Managing Your Money With Tech


Money management

Have I lost you already?! STOP it doesn’t have to be that way. What if I told you there’s something you’re using every day, right now in fact, that can help you set up healthy money habits, save time and manage your day to day finances?

We use technology for e.v.e.r.y.t.h.i.n.g. booking a taxi, ordering pizza, getting directions, controlling calories, tracking exercise. And, it will help make managing your money so much easier too.

Those Days Are Gone!

The days of laying out all your monthly receipts and matching them to entries on your bank statement are gone my friend! You no longer need a complex spreadsheet or even a pencil.

This is great news (not for pencil manufacturers maybe) because the less of a headache it is, the more likely we are to do it. And the more available those figures are to you, the less likely you are to hide from them (tip: please do NOT do this!)

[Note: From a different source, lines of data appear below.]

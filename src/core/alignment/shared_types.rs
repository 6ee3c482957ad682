//! Lane-major storage shared by the batch loader and the vector kernels.
//!
//! Every buffer is a `(row, lane)` grid over one contiguous `Vec`, indexed as
//! `row * lanes + lane`, so a single unaligned vector load reads one row for
//! all lanes.

/// Row-by-lane grid backed by a single owned buffer.
///
/// `reshape` only grows the backing storage; a workspace that already holds a
/// large enough grid is cleared in place.
#[derive(Debug, Clone, Default)]
pub struct LaneMatrix<T> {
    data: Vec<T>,
    rows: usize,
    lanes: usize,
}

impl<T: Copy + Default> LaneMatrix<T> {
    pub fn new() -> Self {
        LaneMatrix {
            data: Vec::new(),
            rows: 0,
            lanes: 0,
        }
    }

    pub fn with_capacity(rows: usize, lanes: usize) -> Self {
        let mut m = Self::new();
        m.data.reserve_exact(rows * lanes);
        m
    }

    /// Sets the logical shape and zero-fills the used region.
    pub fn reshape(&mut self, rows: usize, lanes: usize) {
        let len = rows * lanes;
        if self.data.len() < len {
            self.data.resize(len, T::default());
        }
        self.data[..len].fill(T::default());
        self.rows = rows;
        self.lanes = lanes;
    }

    #[inline(always)]
    pub fn rows(&self) -> usize {
        self.rows
    }

    #[inline(always)]
    pub fn lanes(&self) -> usize {
        self.lanes
    }

    /// Elements the backing buffer holds without reallocating.
    pub fn capacity(&self) -> usize {
        self.data.capacity()
    }

    #[inline(always)]
    pub fn get(&self, row: usize, lane: usize) -> T {
        debug_assert!(row < self.rows && lane < self.lanes);
        self.data[row * self.lanes + lane]
    }

    #[inline(always)]
    pub fn set(&mut self, row: usize, lane: usize, v: T) {
        debug_assert!(row < self.rows && lane < self.lanes);
        self.data[row * self.lanes + lane] = v;
    }

    #[inline(always)]
    pub fn row(&self, row: usize) -> &[T] {
        let start = row * self.lanes;
        &self.data[start..start + self.lanes]
    }

    pub fn as_ptr(&self) -> *const T {
        self.data.as_ptr()
    }

    pub fn as_mut_ptr(&mut self) -> *mut T {
        self.data.as_mut_ptr()
    }

    /// Pointer to the first lane of `row`; valid for `lanes` elements.
    #[inline(always)]
    pub fn row_ptr(&self, row: usize) -> *const T {
        debug_assert!(row < self.rows);
        // SAFETY: row < rows, so the offset stays inside the used region
        unsafe { self.data.as_ptr().add(row * self.lanes) }
    }
}

/// H and E rows of the banded DP, one column per matrix row entry.
///
/// Row `j` of each grid holds, for every lane, the value the next DP row reads
/// at query column `j`: H of the previous row at column `j - 1` and E entering
/// column `j`.
#[derive(Debug, Clone, Default)]
pub struct DpRows<T> {
    pub h: LaneMatrix<T>,
    pub e: LaneMatrix<T>,
}

impl<T: Copy + Default> DpRows<T> {
    pub fn new() -> Self {
        DpRows {
            h: LaneMatrix::new(),
            e: LaneMatrix::new(),
        }
    }

    pub fn with_capacity(cols: usize, lanes: usize) -> Self {
        DpRows {
            h: LaneMatrix::with_capacity(cols, lanes),
            e: LaneMatrix::with_capacity(cols, lanes),
        }
    }

    pub fn reshape(&mut self, cols: usize, lanes: usize) {
        self.h.reshape(cols, lanes);
        self.e.reshape(cols, lanes);
    }
}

If you can keep on top of your day to day money management with the phone in your pocket – BRILLIANT.

Habit Forming

What I love about using tech to help manage money is that it sets you up with great habits, really quickly.

  1. Getting to know your finances
    This is a key habit – if you hide away, never really knowing how much you have (or don’t have) you’ll never get on top of things.
  2. Automating your finances (Read more about this here)
    So you don’t need to sweat every grocery shopping trip or restaurant check.
  3. Planning ahead
    Easier than you think with a bit of tech help.

Time Saving

I know it seems like ANOTHER thing to get done but it’s actually going to save you time – I promise!

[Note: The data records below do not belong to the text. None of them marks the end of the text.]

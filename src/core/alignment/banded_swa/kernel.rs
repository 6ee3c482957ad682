//! Generic lane-parallel banded Smith-Waterman kernel.
//!
//! One DP row is swept across all lanes per step. Each lane keeps its own band
//! `[head, tail)`; cells outside a lane's band are written back as zero, so
//! the next row never reads stale data. Row bookkeeping (best score, global
//! score, z-drop) runs per lane through [`ExtensionTracker`], the same code the
//! scalar aligner uses.
//!
//! The kernel is instantiated per engine (`SwSimd` impl) and lane count `W`;
//! the entry points in `isa_sse_neon.rs` and `isa_avx2.rs` wrap it in
//! `#[target_feature]` functions.

use super::precision::ScoreElem;
use super::scoring::{ScoringParameters, clamp_band};
use super::shared::LaneBatch;
use super::tracker::{ExtensionTracker, RowSummary, RowVerdict};
use super::types::LaneOutcome;
use crate::core::alignment::shared_types::DpRows;

/// Vector operations the kernel is written against.
///
/// Comparisons return all-ones / all-zeros lanes; `blendv` picks `b` where the
/// mask is set. `add`/`sub` wrap.
pub trait SwSimd: Copy {
    type Elem: ScoreElem;
    type V: Copy;
    const LANES: usize;

    unsafe fn setzero() -> Self::V;
    unsafe fn set1(x: Self::Elem) -> Self::V;
    unsafe fn loadu(ptr: *const Self::Elem) -> Self::V;
    unsafe fn storeu(ptr: *mut Self::Elem, v: Self::V);
    unsafe fn add(a: Self::V, b: Self::V) -> Self::V;
    unsafe fn sub(a: Self::V, b: Self::V) -> Self::V;
    unsafe fn max(a: Self::V, b: Self::V) -> Self::V;
    unsafe fn min(a: Self::V, b: Self::V) -> Self::V;
    unsafe fn cmpeq(a: Self::V, b: Self::V) -> Self::V;
    unsafe fn cmpgt(a: Self::V, b: Self::V) -> Self::V;
    unsafe fn blendv(a: Self::V, b: Self::V, mask: Self::V) -> Self::V;
    unsafe fn and(a: Self::V, b: Self::V) -> Self::V;
    unsafe fn or(a: Self::V, b: Self::V) -> Self::V;
    /// `!a & b`
    unsafe fn andnot(a: Self::V, b: Self::V) -> Self::V;
    /// Any lane of a mask set
    unsafe fn any(mask: Self::V) -> bool;
    /// Every lane of a mask set
    unsafe fn all(mask: Self::V) -> bool;

    #[inline(always)]
    unsafe fn not(a: Self::V) -> Self::V {
        unsafe { Self::andnot(a, Self::set1(Self::Elem::from_i32(-1))) }
    }
}

/// Lane predicates built from a lane's `[head, tail)` window.
struct Window<E: SwSimd> {
    head: E::V,
    tail: E::V,
}

impl<E: SwSimd> Window<E> {
    /// `head <= j < tail`
    #[inline(always)]
    unsafe fn inside(&self, j: E::V) -> E::V {
        unsafe { E::andnot(E::cmpgt(self.head, j), E::cmpgt(self.tail, j)) }
    }

    /// `head <= j <= tail`
    #[inline(always)]
    unsafe fn inside_closed(&self, j: E::V) -> E::V {
        unsafe { E::andnot(E::or(E::cmpgt(self.head, j), E::cmpgt(j, self.tail)), E::set1(E::Elem::from_i32(-1))) }
    }
}

#[inline(always)]
unsafe fn load_lanes<const W: usize, E: SwSimd>(vals: &[E::Elem; W]) -> E::V {
    unsafe { E::loadu(vals.as_ptr()) }
}

#[inline(always)]
unsafe fn store_lanes<const W: usize, E: SwSimd>(v: E::V) -> [E::Elem; W] {
    let mut out = [E::Elem::default(); W];
    unsafe { E::storeu(out.as_mut_ptr(), v) };
    out
}

/// Scores one lane group.
///
/// # Safety
/// The engine's instruction set must be available on the running CPU and
/// `W == E::LANES`.
#[inline(always)]
pub unsafe fn sw_kernel<const W: usize, E: SwSimd>(
    batch: &LaneBatch<E::Elem>,
    params: &ScoringParameters,
    dp: &mut DpRows<E::Elem>,
) -> Vec<LaneOutcome> {
    debug_assert_eq!(W, E::LANES, "lane count must match the engine");
    assert_eq!(batch.lanes(), W, "lane batch width does not match the engine");

    let t = |v: i32| E::Elem::from_i32(v);
    let qmax = batch.max_qlen();
    let tmax = batch.max_tlen();
    let cols = qmax + 2;
    dp.reshape(cols, W);

    let h_ptr = dp.h.as_mut_ptr();
    let e_ptr = dp.e.as_mut_ptr();

    let mut qlen = [0i32; W];
    let mut tlen = [0i32; W];
    let mut h0 = [0i32; W];
    let mut band = [0i32; W];
    qlen.copy_from_slice(&batch.qlen[..W]);
    tlen.copy_from_slice(&batch.tlen[..W]);
    h0.copy_from_slice(&batch.h0[..W]);
    band.copy_from_slice(&batch.band[..W]);

    let mut trackers = [ExtensionTracker::new(0); W];
    for l in 0..W {
        trackers[l] = ExtensionTracker::new(h0[l]);
    }
    let mut cells = [0u64; W];

    unsafe {
        let zero = E::setzero();
        let match_v = E::set1(t(params.match_score()));
        let mismatch_v = E::set1(t(params.mismatch_score()));
        let ambig_v = E::set1(t(params.ambig_score()));
        let three_v = E::set1(t(3));
        let oe_del_v = E::set1(t(params.oe_del()));
        let e_del_v = E::set1(t(params.e_del()));
        let oe_ins_v = E::set1(t(params.oe_ins()));
        let e_ins_v = E::set1(t(params.e_ins()));
        let one_v = E::set1(t(1));
        let two_v = E::set1(t(2));
        let neg1_v = E::set1(t(-1));
        let qlen_v = load_lanes::<W, E>(&qlen.map(t));

        // Virtual row above the matrix
        let mut h = load_lanes::<W, E>(&h0.map(t));
        E::storeu(h_ptr, h);
        E::storeu(e_ptr, zero);
        for j in 1..cols {
            let decay = if j == 1 { oe_ins_v } else { e_ins_v };
            h = E::max(E::sub(h, decay), zero);
            E::storeu(h_ptr.add(j * W), h);
            E::storeu(e_ptr.add(j * W), zero);
        }

        let mut beg = [0i32; W];
        let mut end = qlen;
        let mut active = [true; W];

        for i in 0..tmax {
            let row = i as i32;

            // Band update
            let mut head_a = [E::Elem::default(); W];
            let mut tail_a = [E::Elem::default(); W];
            let mut h1_a = [E::Elem::default(); W];
            let mut live_a = [E::Elem::default(); W];
            let mut any_active = false;
            let mut lo = usize::MAX;
            let mut hi = 0usize;
            for l in 0..W {
                if !active[l] {
                    continue;
                }
                if row >= tlen[l] {
                    active[l] = false;
                    continue;
                }
                any_active = true;
                let (b, e) = clamp_band(beg[l], end[l], row, band[l], qlen[l]);
                beg[l] = b;
                end[l] = e;
                h1_a[l] = t(params.first_column_score(h0[l], row, b));
                if b < e {
                    cells[l] += (e - b) as u64;
                    live_a[l] = t(-1);
                    head_a[l] = t(b);
                    tail_a[l] = t(e);
                    lo = lo.min(b as usize);
                    hi = hi.max((e + 1).min(qlen[l]) as usize);
                }
            }
            if !any_active {
                break;
            }

            let win = Window::<E> {
                head: load_lanes::<W, E>(&head_a),
                tail: load_lanes::<W, E>(&tail_a),
            };
            let live = load_lanes::<W, E>(&live_a);
            let h1_v = load_lanes::<W, E>(&h1_a);

            let mut row_max = zero;
            let mut row_max_j = neg1_v;
            let mut h_end = zero;

            // Row sweep
            if lo <= hi {
                let s_ref = E::loadu(batch.ref_soa.row_ptr(i));
                let mut h_left = h1_v;
                let mut f = zero;
                for j in lo..=hi {
                    let j_v = E::set1(t(j as i32));
                    let h_cell = h_ptr.add(j * W);
                    let e_cell = e_ptr.add(j * W);
                    let h_diag = E::loadu(h_cell);
                    let e_cur = E::loadu(e_cell);
                    let s_qry = E::loadu(batch.query_soa.row_ptr(j));

                    let at_head = E::cmpeq(j_v, win.head);
                    h_left = E::blendv(h_left, h1_v, at_head);
                    f = E::blendv(f, zero, at_head);

                    let sc = E::blendv(mismatch_v, match_v, E::cmpeq(s_ref, s_qry));
                    let sc = E::blendv(sc, ambig_v, E::cmpgt(E::max(s_ref, s_qry), three_v));
                    let m = E::andnot(E::cmpeq(h_diag, zero), E::add(h_diag, sc));
                    let h_new = E::max(E::max(m, e_cur), f);
                    let e_next = E::max(E::sub(e_cur, e_del_v), E::max(E::sub(m, oe_del_v), zero));
                    let f_next = E::max(E::sub(f, e_ins_v), E::max(E::sub(m, oe_ins_v), zero));

                    let in_band = E::and(win.inside(j_v), live);
                    let in_store = E::and(win.inside_closed(j_v), live);
                    E::storeu(h_cell, E::and(h_left, in_store));
                    E::storeu(e_cell, E::and(e_next, in_band));

                    let take = E::andnot(E::cmpgt(row_max, h_new), in_band);
                    row_max = E::blendv(row_max, h_new, take);
                    row_max_j = E::blendv(row_max_j, j_v, take);
                    h_end = E::blendv(h_end, h_left, E::and(E::cmpeq(j_v, win.tail), live));

                    h_left = h_new;
                    f = f_next;
                }
            }

            // Row bookkeeping and termination
            let row_max_a = store_lanes::<W, E>(row_max);
            let row_max_j_a = store_lanes::<W, E>(row_max_j);
            let h_end_a = store_lanes::<W, E>(h_end);
            let mut narrow_a = [E::Elem::default(); W];
            let mut any_narrow = false;
            for l in 0..W {
                if !active[l] {
                    continue;
                }
                let (last_col, h_last) = if beg[l] < end[l] {
                    (end[l], h_end_a[l].to_i32())
                } else {
                    (beg[l], h1_a[l].to_i32())
                };
                let summary = RowSummary {
                    row,
                    last_col,
                    h_last,
                    row_max: row_max_a[l].to_i32(),
                    row_max_col: row_max_j_a[l].to_i32(),
                };
                if trackers[l].finish_row(summary, qlen[l], params) == RowVerdict::Stop {
                    active[l] = false;
                } else {
                    narrow_a[l] = t(-1);
                    any_narrow = true;
                }
            }

            #[cfg(debug_assertions)]
            check_row::<W, E>(dp, &beg, &end, &live_a, qlen);

            if !any_narrow {
                continue;
            }

            // Band narrowing: first nonzero column from the head, last nonzero
            // column from the tail, plus lookahead
            let narrow = load_lanes::<W, E>(&narrow_a);
            let mut new_head = win.tail;
            let mut done = E::not(narrow);
            let mut j = lo;
            while j < hi {
                let j_v = E::set1(t(j as i32));
                let nz = E::not(E::cmpeq(E::or(E::loadu(h_ptr.add(j * W)), E::loadu(e_ptr.add(j * W))), zero));
                let hit = E::andnot(done, E::and(nz, win.inside(j_v)));
                new_head = E::blendv(new_head, j_v, hit);
                done = E::or(done, hit);
                done = E::or(done, E::not(E::cmpgt(win.tail, E::add(j_v, one_v))));
                if E::all(done) {
                    break;
                }
                j += 1;
            }

            let settled = Window::<E> {
                head: new_head,
                tail: win.tail,
            };
            let mut new_last = E::sub(new_head, one_v);
            let mut done = E::not(narrow);
            let mut j = hi;
            loop {
                let j_v = E::set1(t(j as i32));
                let nz = E::not(E::cmpeq(E::or(E::loadu(h_ptr.add(j * W)), E::loadu(e_ptr.add(j * W))), zero));
                let hit = E::andnot(done, E::and(nz, settled.inside_closed(j_v)));
                new_last = E::blendv(new_last, j_v, hit);
                done = E::or(done, hit);
                done = E::or(done, E::not(E::cmpgt(j_v, new_head)));
                if j == 0 || E::all(done) {
                    break;
                }
                j -= 1;
            }
            let new_tail = E::min(E::add(new_last, two_v), qlen_v);

            let new_head_a = store_lanes::<W, E>(new_head);
            let new_tail_a = store_lanes::<W, E>(new_tail);
            for l in 0..W {
                if narrow_a[l] != E::Elem::default() {
                    debug_assert!(new_head_a[l].to_i32() >= beg[l], "band head moved backwards");
                    beg[l] = new_head_a[l].to_i32();
                    end[l] = new_tail_a[l].to_i32();
                    debug_assert!(0 <= beg[l] && beg[l] <= end[l] && end[l] <= qlen[l]);
                }
            }

            #[cfg(feature = "debug-logging")]
            log::trace!("row {row}: beg={beg:?} end={end:?} active={active:?}");
        }
    }

    trackers
        .iter()
        .zip(cells)
        .map(|(tr, cells)| LaneOutcome {
            score: tr.out_score(),
            rows: tr.rows(),
            cells,
        })
        .collect()
}

/// Every stored cell of a live lane is non-negative and the band sits inside
/// the query.
#[cfg(debug_assertions)]
fn check_row<const W: usize, E: SwSimd>(
    dp: &DpRows<E::Elem>,
    beg: &[i32; W],
    end: &[i32; W],
    live: &[E::Elem; W],
    qlen: [i32; W],
) {
    for l in 0..W {
        if live[l] == E::Elem::default() {
            continue;
        }
        debug_assert!(0 <= beg[l] && beg[l] < end[l] && end[l] <= qlen[l]);
        for j in beg[l] as usize..=end[l] as usize {
            let h = dp.h.get(j, l).to_i32();
            let e = dp.e.get(j, l).to_i32();
            debug_assert!(h >= 0 && e >= 0, "negative cell at lane {l} column {j}: H={h} E={e}");
        }
    }
}

#[cfg(test)]
mod tests {
    use super::*;
    use crate::core::alignment::banded_swa::engines::PortableEngine;
    use crate::core::alignment::banded_swa::scalar::scalar_banded_swa_traced;
    use crate::core::alignment::banded_swa::types::SeqPair;

    #[test]
    fn lane_cell_counts_match_scalar() {
        let params = ScoringParameters::default();
        let refs: Vec<u8> = (0..60u32).map(|i| (i * 5 % 4) as u8).collect();
        let mut qrys = refs.clone();
        qrys[17] = (qrys[17] + 1) % 4;
        qrys.remove(40);
        let pairs = [
            SeqPair::new(0, 60, 0, 59, 12),
            SeqPair::new(10, 20, 10, 25, 4),
            SeqPair::new(0, 0, 0, 8, 3),
        ];

        let mut batch = LaneBatch::<i8>::default();
        batch.load(&pairs, 4, &refs, &qrys, &params, 7).unwrap();
        let mut dp = DpRows::new();
        let got = unsafe { sw_kernel::<4, PortableEngine<i8, 4>>(&batch, &params, &mut dp) };

        for (lane, p) in pairs.iter().enumerate() {
            let t = &refs[p.ref_offset..p.ref_offset + p.ref_len as usize];
            let q = &qrys[p.query_offset..p.query_offset + p.query_len as usize];
            let (out, trace) = scalar_banded_swa_traced(&params, p.query_len, q, p.ref_len, t, 7, p.h0);
            assert_eq!(got[lane].score, out, "lane {lane}");
            assert_eq!(got[lane].cells, trace.cells, "lane {lane} cells");
        }
        assert!(got[0].cells > 0);
        assert_eq!(got[2].cells, 0);
        assert_eq!(got[3].cells, 0, "padding lane");
    }
}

  1. Set up your bills to be paid automatically, even if you pay them online you’re still logging on and paying them – 10 minutes a month is 2 hours a year don’t forget!
  2. Set up a regular payment to you savings account – you aren’t seriously still going into an actual bank are you?
  3. Get your balance straight to your phone app. No more going to the ATM to check whether you can go for that glass of wine Friday night.

So, now we’re all agreed that managing your money with tech is a great idea let’s get down to nitty gritty. Which apps can help you set up the systems you need to get control of your finances.

The classic:

It’s been around for years and it’s FREE! Mint is hugely hardworking and takes on a lot of the leg work for you. It integrates with most banks and financial institutions (US & Canada) and calculates your average spending (warning, you could be shocked by some categories).

You can use it to create a realistic budget and see exactly where you could make a few small changes for massive rewards.

Oh, if you want to signed up for their paid bill service as well it can automates your bill payments too – one less thing to think about! But it is less expensive to just use your own bank’s bill pay features, so that is usually what I recommend.

The Teacher:

You Need a Budget
YNAB are all about breaking the pay check to pay check cycle.

It’s a paid system ($60 or free to college students) but has regular free classes and an awesome online community.
There’s no sync with your bank account because the folks over at YNAB believe that by inputting your spending your awareness increases (along with your bank balance!).
Their philosophy is underpinned with 4 rules:

  1. Give every dollar a job
  2. Save for a rainy day
  3. Roll with the punches
  4. Live on last month’s income

The Paper Eliminator

Quicken have always had a great desktop system but you can now sync with your mobile device too and it allows for taking a quick snap of your receipts – handy!

You can split transactions and categorize spending to easily keep track of expenses.

The Debt Buster

Ready for Zero
Don’t just snowball your debt, avalanche it! This is SO cool, we love it at Team Turrell!

Ready for Zero collects all of your debts and sets up a payment plan for you based on the information you input, that will organize your payments to save you the most money possible on interest.

Seeing it all laid out and the huge differences that small tweaks make is game changing – I promise.

Make These Non-negotiable

These apps are great but they can only help if you USE THEM. Schedule in 20 minutes at the same time every day at first to get into the habit of using them. Treat it like you would a Dr appointment or a client meeting – it’s totally non-negotiable.

Keep it up and you’ll begin to see a clearer picture of where you’re spending and where you could save. The folks at YNAB claim that after one month, the median net worth increase is $200. After nine months, the median net worth increase is $3,300!

Surely that’s worth 20 mins a day?

Psssssst! Did you miss it?

Your Ultimate List Of The Web’s Best Resources On How To Save Money And Feel Wealthy is here.

Saving money and feeling wealthy is easier than you think.

This guide will give you practical steps to finally taking control of your finances and start saving money.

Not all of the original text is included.